# PROBLEM TO WORK ON:
Filter the listing below, please, and copy only the lines with the word "anyhow".

# DATA RECORDS:
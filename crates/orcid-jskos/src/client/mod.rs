//! ORCID API client.
//!
//! Provides async HTTP client with:
//! - OAuth client-credentials token exchange (`/read-public` scope)
//! - Profile lookup and Lucene search against the public API
//! - Optional token cache, bounded by the configured TTL and the token's `expires_in`
//!
//! Clean absence (no credentials, unknown identifier) is `Ok(None)`; transport and
//! protocol faults are `Err`. There are no retries.

mod middleware;

use std::time::{Duration, Instant};

use anyhow::Context;
use moka::Expiry;
use moka::future::Cache;
use reqwest::header::{ACCEPT, AUTHORIZATION, CONTENT_TYPE, HeaderValue};
use reqwest::{Client, StatusCode};
use reqwest_middleware::{ClientBuilder, ClientWithMiddleware};
use serde::Deserialize;

pub use middleware::RequestLogger;

use crate::config::{Config, api};
use crate::error::{ClientError, ClientResult};
use crate::models::{OrcidProfile, ProfileResponse, SearchResponse, SearchResults};

/// Source of ORCID profiles.
///
/// Implemented by [`OrcidClient`]; the dispatcher only depends on this trait.
#[async_trait::async_trait]
pub trait ProfileSource: Send + Sync {
    /// Fetch a profile by bare identifier.
    async fn fetch_profile(&self, notation: &str) -> ClientResult<Option<OrcidProfile>>;

    /// Search profiles with a Lucene query clause.
    async fn search_profiles(&self, query: &str) -> ClientResult<Option<SearchResults>>;

    /// Whether requests can be authenticated at all.
    fn has_credentials(&self) -> bool;
}

/// Body of a successful token exchange.
#[derive(Debug, Deserialize)]
struct TokenResponse {
    access_token: String,
    #[serde(default)]
    expires_in: Option<u64>,
}

/// A cached access token and its lifetime.
#[derive(Debug, Clone)]
struct CachedToken {
    access_token: String,
    ttl: Duration,
}

/// Per-entry expiry: every token lives for its own `ttl`.
struct TokenExpiry;

impl Expiry<String, CachedToken> for TokenExpiry {
    fn expire_after_create(
        &self,
        _key: &String,
        value: &CachedToken,
        _created_at: Instant,
    ) -> Option<Duration> {
        Some(value.ttl)
    }
}

/// Lifetime of a cached token: the configured TTL, shortened to `expires_in`.
fn token_ttl(configured: Duration, expires_in: Option<u64>) -> Duration {
    expires_in.map_or(configured, |secs| configured.min(Duration::from_secs(secs)))
}

/// ORCID API client.
#[derive(Clone)]
pub struct OrcidClient {
    /// HTTP client with middleware.
    client: ClientWithMiddleware,

    /// Access token cache, if enabled.
    token_cache: Option<Cache<String, CachedToken>>,

    /// Upper bound for the lifetime of cached tokens.
    token_cache_ttl: Option<Duration>,

    /// Client id (optional).
    client_id: Option<String>,

    /// Client secret (optional).
    client_secret: Option<String>,

    /// OAuth token endpoint.
    token_url: String,

    /// Profile API base URL.
    api_url: String,
}

impl OrcidClient {
    /// Create a new client with the given configuration.
    ///
    /// # Errors
    ///
    /// Returns error if an endpoint URL is invalid or HTTP client initialization fails.
    pub fn new(config: Config) -> anyhow::Result<Self> {
        let token_url = Self::endpoint(&config.token_url)?;
        let api_url = Self::endpoint(&config.api_url)?;

        let client = Client::builder()
            .user_agent(concat!("orcid-jskos/", env!("CARGO_PKG_VERSION")))
            .timeout(config.request_timeout)
            .connect_timeout(config.connect_timeout)
            .gzip(true)
            .build()?;

        let client = ClientBuilder::new(client).with(RequestLogger).build();

        let token_cache = config.token_cache_ttl.map(|_| {
            Cache::builder()
                .max_capacity(api::TOKEN_CACHE_MAX_SIZE)
                .expire_after(TokenExpiry)
                .build()
        });

        Ok(Self {
            client,
            token_cache,
            token_cache_ttl: config.token_cache_ttl,
            client_id: config.client_id,
            client_secret: config.client_secret,
            token_url,
            api_url,
        })
    }

    /// Validate a configured endpoint and strip trailing slashes.
    fn endpoint(raw: &str) -> anyhow::Result<String> {
        let parsed =
            url::Url::parse(raw).with_context(|| format!("invalid endpoint URL '{raw}'"))?;
        if !matches!(parsed.scheme(), "http" | "https") {
            anyhow::bail!("endpoint URL '{raw}' must use http or https");
        }
        Ok(raw.trim_end_matches('/').to_string())
    }

    /// Check if client credentials are configured.
    #[must_use]
    pub fn has_credentials(&self) -> bool {
        self.client_id.is_some() && self.client_secret.is_some()
    }

    /// Check if access tokens are cached.
    #[must_use]
    pub fn caches_tokens(&self) -> bool {
        self.token_cache.is_some()
    }

    /// Get an OAuth access token.
    ///
    /// Returns `Ok(None)` without credentials. Without the token cache every call
    /// performs a fresh exchange.
    ///
    /// # Errors
    ///
    /// Returns error if the exchange fails or the endpoint does not answer with 200.
    pub async fn obtain_token(&self) -> ClientResult<Option<String>> {
        let (Some(client_id), Some(client_secret)) =
            (self.client_id.as_deref(), self.client_secret.as_deref())
        else {
            tracing::debug!("No ORCID client credentials, skipping token exchange");
            return Ok(None);
        };

        let cache_key = Self::cache_key(client_id);
        if let Some(cache) = &self.token_cache {
            if let Some(cached) = cache.get(&cache_key).await {
                tracing::debug!("Using cached access token");
                return Ok(Some(cached.access_token));
            }
        }

        let form = serde_urlencoded::to_string([
            ("client_id", client_id),
            ("client_secret", client_secret),
            ("scope", api::READ_PUBLIC_SCOPE),
            ("grant_type", "client_credentials"),
        ])?;

        let response = self
            .client
            .post(&self.token_url)
            .header(ACCEPT, "application/json")
            .header(CONTENT_TYPE, "application/x-www-form-urlencoded")
            .body(form)
            .send()
            .await?;

        let status = response.status();
        if status != StatusCode::OK {
            tracing::warn!(status = status.as_u16(), "ORCID token exchange rejected");
            return Err(ClientError::TokenRejected {
                status: status.as_u16(),
            });
        }

        let body = response.text().await?;
        let token: TokenResponse = serde_json::from_str(&body)?;
        tracing::debug!(expires_in = ?token.expires_in, "Obtained access token");

        if let (Some(cache), Some(configured)) = (&self.token_cache, self.token_cache_ttl) {
            let ttl = token_ttl(configured, token.expires_in);
            if ttl.is_zero() {
                tracing::debug!("Access token expires immediately, not caching");
            } else {
                let cached = CachedToken {
                    access_token: token.access_token.clone(),
                    ttl,
                };
                cache.insert(cache_key, cached).await;
            }
        }

        Ok(Some(token.access_token))
    }

    /// Get a profile by ORCID iD.
    ///
    /// # Errors
    ///
    /// Returns error on API failure.
    pub async fn fetch_profile(&self, notation: &str) -> ClientResult<Option<OrcidProfile>> {
        let Some(token) = self.obtain_token().await? else {
            return Ok(None);
        };

        let url = format!("{}/{}/orcid-bio/", self.api_url, notation);
        let response: Option<ProfileResponse> = self.get(&url, &token, &[]).await?;

        Ok(response.and_then(|r| r.orcid_profile))
    }

    /// Search for profiles.
    ///
    /// `query` is passed verbatim as Lucene query, see [`crate::lucene`].
    ///
    /// # Errors
    ///
    /// Returns error on API failure.
    pub async fn search_profiles(&self, query: &str) -> ClientResult<Option<SearchResults>> {
        let Some(token) = self.obtain_token().await? else {
            return Ok(None);
        };

        let url = format!("{}/search/orcid-bio/", self.api_url);
        let response: Option<SearchResponse> = self.get(&url, &token, &[("q", query)]).await?;

        Ok(response.and_then(|r| r.orcid_search_results))
    }

    /// Make an authenticated GET request.
    ///
    /// `Ok(None)` for 404 and 410.
    async fn get<T>(
        &self,
        url: &str,
        token: &str,
        params: &[(&str, &str)],
    ) -> ClientResult<Option<T>>
    where
        T: serde::de::DeserializeOwned,
    {
        let mut bearer = HeaderValue::from_str(&format!("Bearer {token}"))?;
        bearer.set_sensitive(true);

        let response = self
            .client
            .get(url)
            .query(params)
            .header(AUTHORIZATION, bearer)
            .header(CONTENT_TYPE, api::ORCID_JSON)
            .header(ACCEPT, api::ORCID_JSON)
            .send()
            .await?;

        match response.status() {
            StatusCode::OK => {
                let body = response.text().await?;
                Ok(Some(serde_json::from_str(&body)?))
            }
            StatusCode::NOT_FOUND | StatusCode::GONE => {
                tracing::debug!(url, "Not found upstream");
                Ok(None)
            }
            status => {
                let text = response.text().await.unwrap_or_default();
                Err(ClientError::unexpected_status(status.as_u16(), text))
            }
        }
    }

    /// Generate token cache key.
    fn cache_key(client_id: &str) -> String {
        use md5::{Digest, Md5};

        let mut hasher = Md5::new();
        hasher.update(b"token|");
        hasher.update(client_id.as_bytes());

        format!("{:x}", hasher.finalize())
    }
}

#[async_trait::async_trait]
impl ProfileSource for OrcidClient {
    async fn fetch_profile(&self, notation: &str) -> ClientResult<Option<OrcidProfile>> {
        Self::fetch_profile(self, notation).await
    }

    async fn search_profiles(&self, query: &str) -> ClientResult<Option<SearchResults>> {
        Self::search_profiles(self, query).await
    }

    fn has_credentials(&self) -> bool {
        Self::has_credentials(self)
    }
}

impl std::fmt::Debug for OrcidClient {
    fn fmt(&self, f: &mut std::fmt::Formatter<'_>) -> std::fmt::Result {
        f.debug_struct("OrcidClient")
            .field("client_id", &self.client_id)
            .field("has_credentials", &self.has_credentials())
            .field("caches_tokens", &self.caches_tokens())
            .field("api_url", &self.api_url)
            .finish()
    }
}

# TASK RESULT:
use anyhow::Context;
    pub fn new(config: Config) -> anyhow::Result<Self> {
    fn endpoint(raw: &str) -> anyhow::Result<String> {
            anyhow::bail!("endpoint URL '{raw}' must use http or https");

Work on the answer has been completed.